Montieren Sie zunächst einen sauberen Glasobjektträger auf der experimentellen Badkammer. Beschichten Sie den Objektträger mit zwei bis drei Mikrolitern Laminin und lassen Sie ihn 30 Sekunden trocknen. Gießen Sie dann etwa 400 Mikroliter der Muskelfasersuspension auf den Objektträger und lassen Sie die Fasern 10 bis 15 Minuten lang am Laminin haften.
Stellen Sie die Experimentierkammer auf den Tisch eines inversen Mikroskops, das für Epifluoreszenz ausgestattet ist. Um die Lebensfähigkeit der Fasern zu überprüfen, platzieren Sie zwei Platinelektroden auf beiden Seiten der Versuchskammer. Beobachten Sie nach dem Anlegen von rechteckigen Stromimpulsen für 0,8 bis 1,2 Millisekunden die Muskelfaserkontraktionen an den Extremen.
Laden Sie die Fasern vier bis fünf Minuten lang mit 3,5 bis 4,5 Mikromolaren des schnellen Calciumfarbstoffs Mag-Fluo-4 AM in Tyrodelösung. Lassen Sie den Objektträger nach dem Waschen mit Tyrode-Lösung 15 bis 20 Minuten im Dunkeln entestern. Sammeln und speichern Sie bei der Erfassung von Calciumtransienten bei gedimmter Beleuchtung die Lichtsignale mit einem 40X-Ölimmersionsobjektiv und einer Photomultiplierröhre, die an einen Digitalisierer angeschlossen ist.
Stellen Sie in der Erfassungssoftware eine Skala von null bis 200 beliebigen Einheiten sicher. Passen Sie dann die Größe des Anregungsflecks und die Verstärkung der Photomultiplierröhre an, um die Ruhefluoreszenz oder F-Rest auf 10 beliebige Einheiten einzustellen. Um die Aufzeichnungen zu analysieren, stellen Sie einen Tiefpassfilter auf die gesamte Kurve bei einem Kilohertz ein.
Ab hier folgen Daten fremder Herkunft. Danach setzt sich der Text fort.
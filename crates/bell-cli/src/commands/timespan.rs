use bell_config::BellConfig;
use bell_timetable::{Tz, date_timespan};
use chrono::{NaiveDate, SecondsFormat, TimeDelta};
use serde::Serialize;

use crate::cli::GlobalFlags;
use crate::cli::root_commands::TimespanArgs;
use crate::output::output;

#[derive(Debug, Serialize)]
pub struct TimespanResponse {
    pub date: NaiveDate,
    pub timezone: String,
    pub start: String,
    pub end: String,
    /// Wall length as H:MM:SS.ffffff.
    pub length: String,
}

/// Handle `bell timespan`.
pub fn handle(args: &TimespanArgs, config: &BellConfig, flags: &GlobalFlags) -> anyhow::Result<()> {
    let tz = super::observer_timezone(flags, config)?;
    output(&timespan(args.date, tz), flags.format)
}

fn timespan(date: NaiveDate, tz: Tz) -> TimespanResponse {
    let (start, end) = date_timespan(date, tz);
    TimespanResponse {
        date,
        timezone: tz.name().to_string(),
        start: start.to_rfc3339_opts(SecondsFormat::AutoSi, false),
        end: end.to_rfc3339_opts(SecondsFormat::AutoSi, false),
        length: format_length(end - start),
    }
}

fn format_length(length: TimeDelta) -> String {
    let seconds = length.num_seconds();
    let micros = length.subsec_nanos() / 1_000;
    format!(
        "{}:{:02}:{:02}.{micros:06}",
        seconds / 3_600,
        (seconds % 3_600) / 60,
        seconds % 60
    )
}
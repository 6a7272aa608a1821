//! Membership rules and the other standard validators.

use bell_config::RelationshipConfig;
use bell_core::EntityRef;
use bell_graph::{
    ADVISING, COURSE_SECTIONS, INSTRUCTION, MEMBERSHIP, MEMBERSHIP_TYPE, RelationshipError,
    RelationshipGraph, SECTION_BOOKING, URI_GROUP, URI_MEMBER, is_transitive_member,
};
use chrono::NaiveDate;
use rstest::rstest;

fn today() -> NaiveDate {
    NaiveDate::from_ymd_opt(2024, 9, 1).unwrap()
}

fn graph(allow_nested_groups: bool) -> RelationshipGraph {
    RelationshipGraph::with_standard_validators(
        &RelationshipConfig {
            allow_nested_groups,
        },
        today(),
    )
}

fn invalid_message(result: Result<bell_graph::EdgeId, RelationshipError>) -> String {
    match result {
        Err(RelationshipError::Invalid(message)) => message,
        other => panic!("expected an invalid relationship, got {other:?}"),
    }
}

#[test]
fn person_joins_group() {
    let mut graph = graph(false);
    let jonas = EntityRef::person("jonas");
    let pupils = EntityRef::group("pupils");
    MEMBERSHIP
        .relate(&mut graph, &[("member", &jonas), ("group", &pupils)])
        .unwrap();
    assert!(is_transitive_member(&graph, &jonas, &pupils));
    assert!(!is_transitive_member(&graph, &pupils, &jonas));
}

#[test]
fn students_join_sections_as_groups() {
    let mut graph = graph(false);
    let jonas = EntityRef::person("jonas");
    let algebra = EntityRef::section("algebra-1");
    MEMBERSHIP
        .relate(&mut graph, &[("member", &jonas), ("group", &algebra)])
        .unwrap();
    assert_eq!(MEMBERSHIP.query(&graph, ("group", &algebra)).unwrap(), vec![jonas]);
}

#[rstest]
#[case(EntityRef::resource("projector"), EntityRef::group("pupils"), "Resources cannot be members of a group.")]
#[case(EntityRef::person("jonas"), EntityRef::person("petras"), "Groups must provide IGroup.")]
#[case(EntityRef::group("choir"), EntityRef::group("pupils"), "Groups cannot be members of a group anymore.")]
fn membership_rejects(#[case] member: EntityRef, #[case] group: EntityRef, #[case] message: &str) {
    let mut graph = graph(false);
    let result = MEMBERSHIP.relate(&mut graph, &[("member", &member), ("group", &group)]);
    assert_eq!(invalid_message(result), message);
    assert_eq!(graph.edge_count(), 0);
}

#[test]
fn membership_requires_member_and_group_roles() {
    let mut graph = graph(false);
    let a = EntityRef::group("a");
    let b = EntityRef::group("b");
    let result = graph.relate(&MEMBERSHIP_TYPE, (&a, &URI_GROUP), (&b, &URI_GROUP));
    assert_eq!(invalid_message(result), "Membership must have one member and one group.");

    let result = graph.relate(&MEMBERSHIP_TYPE, (&a, &URI_MEMBER), (&b, &URI_MEMBER));
    assert_eq!(invalid_message(result), "Membership must have one member and one group.");
}

#[test]
fn nested_groups_are_transitive_and_acyclic() {
    let mut graph = graph(true);
    let a = EntityRef::group("a");
    let b = EntityRef::group("b");
    let c = EntityRef::group("c");
    MEMBERSHIP.relate(&mut graph, &[("member", &a), ("group", &b)]).unwrap();
    MEMBERSHIP.relate(&mut graph, &[("member", &b), ("group", &c)]).unwrap();

    assert!(is_transitive_member(&graph, &a, &c));
    assert!(is_transitive_member(&graph, &a, &a));
    assert!(!is_transitive_member(&graph, &c, &a));

    let result = MEMBERSHIP.relate(&mut graph, &[("member", &c), ("group", &a)]);
    assert_eq!(invalid_message(result), "No cycles are allowed.");
    let result = MEMBERSHIP.relate(&mut graph, &[("member", &a), ("group", &a)]);
    assert_eq!(invalid_message(result), "No cycles are allowed.");
    assert_eq!(graph.edge_count(), 2);
}

#[test]
fn transitive_member_terminates_on_existing_cycle() {
    // No validators, so a cycle can be built by hand.
    let mut graph = RelationshipGraph::new(today());
    let a = EntityRef::group("a");
    let b = EntityRef::group("b");
    let outsider = EntityRef::group("outsider");
    MEMBERSHIP.relate(&mut graph, &[("member", &a), ("group", &b)]).unwrap();
    MEMBERSHIP.relate(&mut graph, &[("member", &b), ("group", &a)]).unwrap();

    assert!(is_transitive_member(&graph, &a, &b));
    assert!(is_transitive_member(&graph, &b, &a));
    assert!(!is_transitive_member(&graph, &a, &outsider));
}

#[test]
fn instruction_needs_a_section() {
    let mut graph = graph(false);
    let teacher = EntityRef::person("teacher");
    let section = EntityRef::section("algebra-1");
    let group = EntityRef::group("staff");

    INSTRUCTION
        .relate(&mut graph, &[("instructor", &teacher), ("section", &section)])
        .unwrap();
    let result = INSTRUCTION.relate(&mut graph, &[("instructor", &teacher), ("section", &group)]);
    assert_eq!(invalid_message(result), "Sections must provide ISection.");
}

#[test]
fn course_sections_check_both_ends() {
    let mut graph = graph(false);
    let course = EntityRef::course("algebra");
    let section = EntityRef::section("algebra-1");
    COURSE_SECTIONS
        .relate(&mut graph, &[("course", &course), ("section", &section)])
        .unwrap();

    let result = COURSE_SECTIONS.relate(
        &mut graph,
        &[("course", &EntityRef::group("algebra")), ("section", &section)],
    );
    assert_eq!(invalid_message(result), "Courses must provide ICourse.");

    let result = COURSE_SECTIONS.relate(
        &mut graph,
        &[("course", &course), ("section", &EntityRef::group("algebra-2"))],
    );
    assert_eq!(invalid_message(result), "Sections must provide ISection.");
}

#[test]
fn advising_is_between_persons() {
    let mut graph = graph(false);
    let advisor = EntityRef::person("advisor");
    let student = EntityRef::person("student");
    ADVISING
        .relate(&mut graph, &[("advisor", &advisor), ("student", &student)])
        .unwrap();

    let result = ADVISING.relate(
        &mut graph,
        &[("advisor", &EntityRef::group("office")), ("student", &student)],
    );
    assert_eq!(invalid_message(result), "Advisors must be persons.");
}

#[test]
fn only_resources_are_booked() {
    let mut graph = graph(false);
    let section = EntityRef::section("algebra-1");
    SECTION_BOOKING
        .relate(&mut graph, &[("section", &section), ("resource", &EntityRef::resource("room-101"))])
        .unwrap();

    let result = SECTION_BOOKING.relate(
        &mut graph,
        &[("section", &section), ("resource", &EntityRef::person("janitor"))],
    );
    assert_eq!(invalid_message(result), "Only resources can be booked.");
}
Passen Sie dann den Peak an, um den F-Rest in einer Sekunde der Kurve zu berechnen. Stellen Sie die F-Stütze auf Null und messen Sie die Amplitude der maximalen sarkoplasmatischen Kalziumtransiente. Messen Sie die Anstiegszeit von 10 % bis 90 % der Amplitude, die Dauer beim halben Maximum und die Abklingzeit von 90 % bis 10 % der Amplitude.
Schätzen Sie dann die Zerfallskinetik gemäß einer Anpassung mit der biexponentiellen Funktion. Berechnen Sie die maximale Kalziumkonzentration in mikromolaren Molekülen. Speichern Sie abschließend die Werte der Zeitkonstanten des Zerfalls tau 1 und tau 2 sowie der Amplituden A1 und A2. Die FDB- und EDL-Muskeln zeigten eine Calciumkinetik, die als Morphologie bekannt ist, Typ II, Soleus-Muskeln zeigten morphologische Typ-I-Calciumtransienten.
Fasern aus PDQA-, PL- und EHL-Muskeln teilten die Typ-II-Morphologie. Die kinetischen Signale des Calciumtransienten von PDQA, PL und EHL ähnelten den Signalen der FDB-EDL-Muskeln, unterschieden sich jedoch von den Signalen des Soleus-Muskels.